It looks like there still remains a function call in sum(fun, 1:d)
. I’m not sure why everything doesn’t get inlined.
If you define your own simple higher-order summation function (in much the same way as your original implementation, simply abstracting away the body of the loop in a function argument), you can also make everything work fast:
function simple_sum(fun, range)
s = 0.
for i in range
s += fun(i)
end
s
end
ke3(I::CartesianIndex{D}, u) where {D} =
0.5simple_sum(i->@inbounds(u[I,i]^2), 1:D)

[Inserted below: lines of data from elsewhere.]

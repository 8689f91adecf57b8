//! tubescrape - video playlist search and scraping pipeline.
//!
//! Drives a headless browser through a search results page and each
//! playlist it links to, extracts playlists and their videos from the
//! rendered markup, and persists them as JSON for later browsing.

pub mod browser;
pub mod cli;
pub mod config;
pub mod error;
pub mod extract;
pub mod models;
pub mod pipeline;
pub mod storage;

pub use error::{Result, ScrapeError};
pub use pipeline::{Pipeline, PipelineOptions};
pub use storage::{open_store, CollectionStore, Store};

In any case, I think higher-order functions are the way to go here, not macros. The performance of these relies, much like in your original implementation, on the compiler being able to unroll (small) loops when the range is known at compile time (i.e. extracted from a type parameter and constant-propagated to the for loop itself). And I would say that it is one of the best features of Julia that method specialization and constant propagation combine so well with optimization techniques featured by LLVM, so that we can have the unrolled loops without having to explicitly resort to metaprogramming techniques.

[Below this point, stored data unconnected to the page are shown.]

//! Pipeline configuration with builder pattern.
//!
//! [`GroupingConfig`] bounds the work a single request may trigger and picks
//! how the assignor treats a shortfall of encodings. It uses the `bon` crate
//! for builder generation with validation at build time.
//!
//! # Example
//!
//! ```
//! use elephant_groups::config::{CoveragePolicy, GroupingConfig};
//!
//! // All defaults
//! let config = GroupingConfig::builder().build().unwrap();
//! assert_eq!(config.max_groups, 63);
//!
//! let config = GroupingConfig::builder()
//!     .max_groups(24)
//!     .coverage(CoveragePolicy::Truncate)
//!     .build()
//!     .unwrap();
//! ```

use bon::Builder;
use serde::{Deserialize, Serialize};

use crate::encoding::MAX_LENGTH;

/// Default enumeration limit: the longest encoding that fits in a `u64`.
pub const DEFAULT_MAX_GROUPS: u32 = MAX_LENGTH;

/// Tighter limit for long-running services. `C(24, 12)` is about 2.7 million
/// items.
pub const SERVICE_MAX_GROUPS: u32 = 24;

/// Default capacity of the worker request queue.
pub const DEFAULT_QUEUE_CAPACITY: usize = 64;

// =============================================================================
// ConfigError
// =============================================================================

/// Errors that can occur during configuration validation.
#[derive(Debug, Clone, PartialEq, Eq, thiserror::Error)]
pub enum ConfigError {
    #[error("max_groups must be in 1..={max}, got {value}")]
    InvalidMaxGroups { value: u32, max: u32 },

    #[error("queue_capacity must be at least 1")]
    InvalidQueueCapacity,
}

// =============================================================================
// CoveragePolicy
// =============================================================================

/// What to do when fewer encodings exist than items were requested.
///
/// The solver's coverage condition makes this unreachable for a correct
/// solver; the policy decides how loudly a violation is reported.
#[derive(Debug, Clone, Copy, PartialEq, Eq, Default, Serialize, Deserialize)]
#[serde(rename_all = "snake_case")]
pub enum CoveragePolicy {
    /// Fail with `GroupingError::InsufficientEncodings`.
    #[default]
    Strict,
    /// Leave items without an encoding out of every group.
    Truncate,
}

// =============================================================================
// GroupingConfig
// =============================================================================

/// Configuration for [`GroupAssigner`](crate::grouping::GroupAssigner) and
/// the [`GroupingWorker`](crate::worker::GroupingWorker).
#[derive(Debug, Clone, PartialEq, Eq, Builder, Serialize, Deserialize)]
#[builder(
    derive(Clone, Debug),
    finish_fn(vis = "", name = __build_internal)
)]
#[serde(default)]
pub struct GroupingConfig {
    /// Largest group count a request may need. Default: 63.
    ///
    /// Enumeration is exponential in the group count. Services that must
    /// answer promptly should lower this, e.g. to [`SERVICE_MAX_GROUPS`].
    #[builder(default = DEFAULT_MAX_GROUPS)]
    pub max_groups: u32,

    /// Shortfall handling. Default: [`CoveragePolicy::Strict`].
    #[builder(default)]
    pub coverage: CoveragePolicy,

    /// Bounded request queue size for the worker. Default: 64.
    #[builder(default = DEFAULT_QUEUE_CAPACITY)]
    pub queue_capacity: usize,
}

impl<S: grouping_config_builder::IsComplete> GroupingConfigBuilder<S> {
    /// Build and validate the configuration.
    ///
    /// # Errors
    ///
    /// Returns [`ConfigError`] if:
    /// - `max_groups` is 0 or above 63
    /// - `queue_capacity` is 0
    pub fn build(self) -> Result<GroupingConfig, ConfigError> {
        let config = self.__build_internal();
        config.validate()?;
        Ok(config)
    }
}

impl GroupingConfig {
    /// Validate the configuration.
    ///
    /// The builder calls this; deserialised configs should call it too.
    pub fn validate(&self) -> Result<(), ConfigError> {
        if self.max_groups == 0 || self.max_groups > MAX_LENGTH {
            return Err(ConfigError::InvalidMaxGroups {
                value: self.max_groups,
                max: MAX_LENGTH,
            });
        }
        if self.queue_capacity == 0 {
            return Err(ConfigError::InvalidQueueCapacity);
        }
        Ok(())
    }
}

impl Default for GroupingConfig {
    fn default() -> Self {
        Self::builder().build().expect("default config is valid")
    }
}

Now, you are right that, for the sake of learning metaprogramming techniques, unrolling loops is an interesting use case. (I think the first experiments I did with macros in Julia were along those lines too). For the sake of the example, here are a few things one might say about this in your particular case.

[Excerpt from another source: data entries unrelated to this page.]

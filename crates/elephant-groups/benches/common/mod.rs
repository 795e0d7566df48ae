pub mod criterion_config;
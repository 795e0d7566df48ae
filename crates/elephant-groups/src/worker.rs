//! Async request worker.
//!
//! The worker owns a [`GroupAssigner`] and answers [`GroupingRequest`]s
//! arriving over a bounded channel. Each request carries its own reply
//! channel and gets exactly one [`GroupingResponse`] on it.
//!
//! Requests are handled one at a time, each to completion. The computation
//! itself runs on tokio's blocking pool so it never stalls the runtime.
//!
//! # Example
//!
//! ```
//! use elephant_groups::protocol::GroupingRequest;
//! use elephant_groups::worker::GroupingWorker;
//! use elephant_groups::GroupingConfig;
//!
//! # #[tokio::main(flavor = "current_thread")]
//! # async fn main() -> Result<(), Box<dyn std::error::Error>> {
//! let worker = GroupingWorker::spawn(GroupingConfig::default());
//! let response = worker.submit(GroupingRequest::new(4)).await?;
//! assert_eq!(response.result().unwrap().min_groups, 4);
//! worker.shutdown().await?;
//! # Ok(())
//! # }
//! ```

use std::sync::Arc;

use tokio::sync::{mpsc, oneshot};
use tokio::task::JoinHandle;
use tracing::{debug, info};

use crate::config::GroupingConfig;
use crate::grouping::GroupAssigner;
use crate::protocol::{respond, GroupingRequest, GroupingResponse};

/// Errors talking to a [`GroupingWorker`].
#[derive(Debug, thiserror::Error)]
pub enum WorkerError {
    /// The worker has stopped accepting requests.
    #[error("grouping worker is closed")]
    Closed,

    /// The worker went away without replying.
    #[error("grouping worker dropped the request")]
    Dropped,

    /// The worker task panicked or was cancelled.
    #[error("grouping worker failed: {0}")]
    Join(#[from] tokio::task::JoinError),
}

struct Envelope {
    request: GroupingRequest,
    reply: oneshot::Sender<GroupingResponse>,
}

// ============================================================================
// HANDLE
// ============================================================================

/// Cloneable submission side of a [`GroupingWorker`].
#[derive(Debug, Clone)]
pub struct WorkerHandle {
    tx: mpsc::Sender<Envelope>,
}

impl WorkerHandle {
    /// Submit a request and wait for its response.
    ///
    /// Waits for queue space if the queue is full.
    pub async fn submit(&self, request: GroupingRequest) -> Result<GroupingResponse, WorkerError> {
        let (reply, response) = oneshot::channel();
        self.tx
            .send(Envelope { request, reply })
            .await
            .map_err(|_| WorkerError::Closed)?;
        response.await.map_err(|_| WorkerError::Dropped)
    }
}

impl std::fmt::Debug for Envelope {
    fn fmt(&self, f: &mut std::fmt::Formatter<'_>) -> std::fmt::Result {
        f.debug_struct("Envelope")
            .field("request", &self.request)
            .finish_non_exhaustive()
    }
}

// ============================================================================
// WORKER
// ============================================================================

/// A spawned worker task with its request queue.
#[derive(Debug)]
pub struct GroupingWorker {
    handle: WorkerHandle,
    task: JoinHandle<()>,
}

impl GroupingWorker {
    /// Spawn the worker on the current tokio runtime.
    ///
    /// # Panics
    ///
    /// Panics if called outside a tokio runtime.
    pub fn spawn(config: GroupingConfig) -> Self {
        let (tx, rx) = mpsc::channel(config.queue_capacity.max(1));
        let assigner = Arc::new(GroupAssigner::new(config));
        let task = tokio::spawn(worker_loop(assigner, rx));
        Self {
            handle: WorkerHandle { tx },
            task,
        }
    }

    /// A cloneable handle for submitting from other tasks.
    pub fn handle(&self) -> WorkerHandle {
        self.handle.clone()
    }

    /// Submit a request and wait for its response.
    pub async fn submit(&self, request: GroupingRequest) -> Result<GroupingResponse, WorkerError> {
        self.handle.submit(request).await
    }

    /// Stop accepting requests and wait for the queue to drain.
    ///
    /// The worker keeps serving until every [`WorkerHandle`] obtained from
    /// [`handle`](Self::handle) has been dropped as well.
    pub async fn shutdown(self) -> Result<(), WorkerError> {
        let Self { handle, task } = self;
        drop(handle);
        task.await?;
        Ok(())
    }
}

// ============================================================================
// WORKER LOOP
// ============================================================================

async fn worker_loop(assigner: Arc<GroupAssigner>, mut rx: mpsc::Receiver<Envelope>) {
    info!(
        max_groups = assigner.config().max_groups,
        "grouping worker started"
    );
    let mut handled: u64 = 0;

    while let Some(Envelope { request, reply }) = rx.recv().await {
        let job = Arc::clone(&assigner);
        let response = match tokio::task::spawn_blocking(move || respond(&job, &request)).await {
            Ok(response) => response,
            Err(err) => GroupingResponse::failure(format!("grouping task failed: {err}")),
        };

        if reply.send(response).is_err() {
            debug!("requester went away before the reply");
        }
        handled += 1;
    }

    info!(handled, "grouping worker stopped");
}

With macros, you would not rely on the compiler unrolling the loop. Instead, you’d directly generate a series of loop body blocks (one for each iteration of the loop). Again, this is probably not the best way to go here, but if you do need macros in other similar cases, try and take a look at the macros defined in Base.Cartesian: @ntuple
, @nexprs
and their friends can be very powerful. A very simple example would be:
julia> @macroexpand Base.Cartesian.@nexprs 2 i -> s += u[I, i]
quote
s += u[I, 1]
s += u[I, 2]
end
But, as already said by @WschW, you’d need the dimension parameter to be known at macro expansion time. If you still want to extract this parameter from a parameterized type, then you could use @generated
functions, so that your original implementation could be rewritten with an explicitly unrolled loop like so:
@generated function ke4(I::CartesianIndex{D}, u) where {D}
quote
s = 0.
Base.Cartesian.@nexprs $D i -> s += @inbounds(u[I, i])
0.5s
end
end
This could be combined, like before, with a higher-order function that helps you abstract away the loop body:
@generated function unrolled_sum(fun, ::Val{D}) where {D}
quote
s = 0.
Base.Cartesian.@nexprs $D i -> s += fun(i)
end
end
ke5(I::CartesianIndex{D}, u) where {D} =
0.5unrolled_sum(i->@inbounds(u[I,i]^2), Val(D))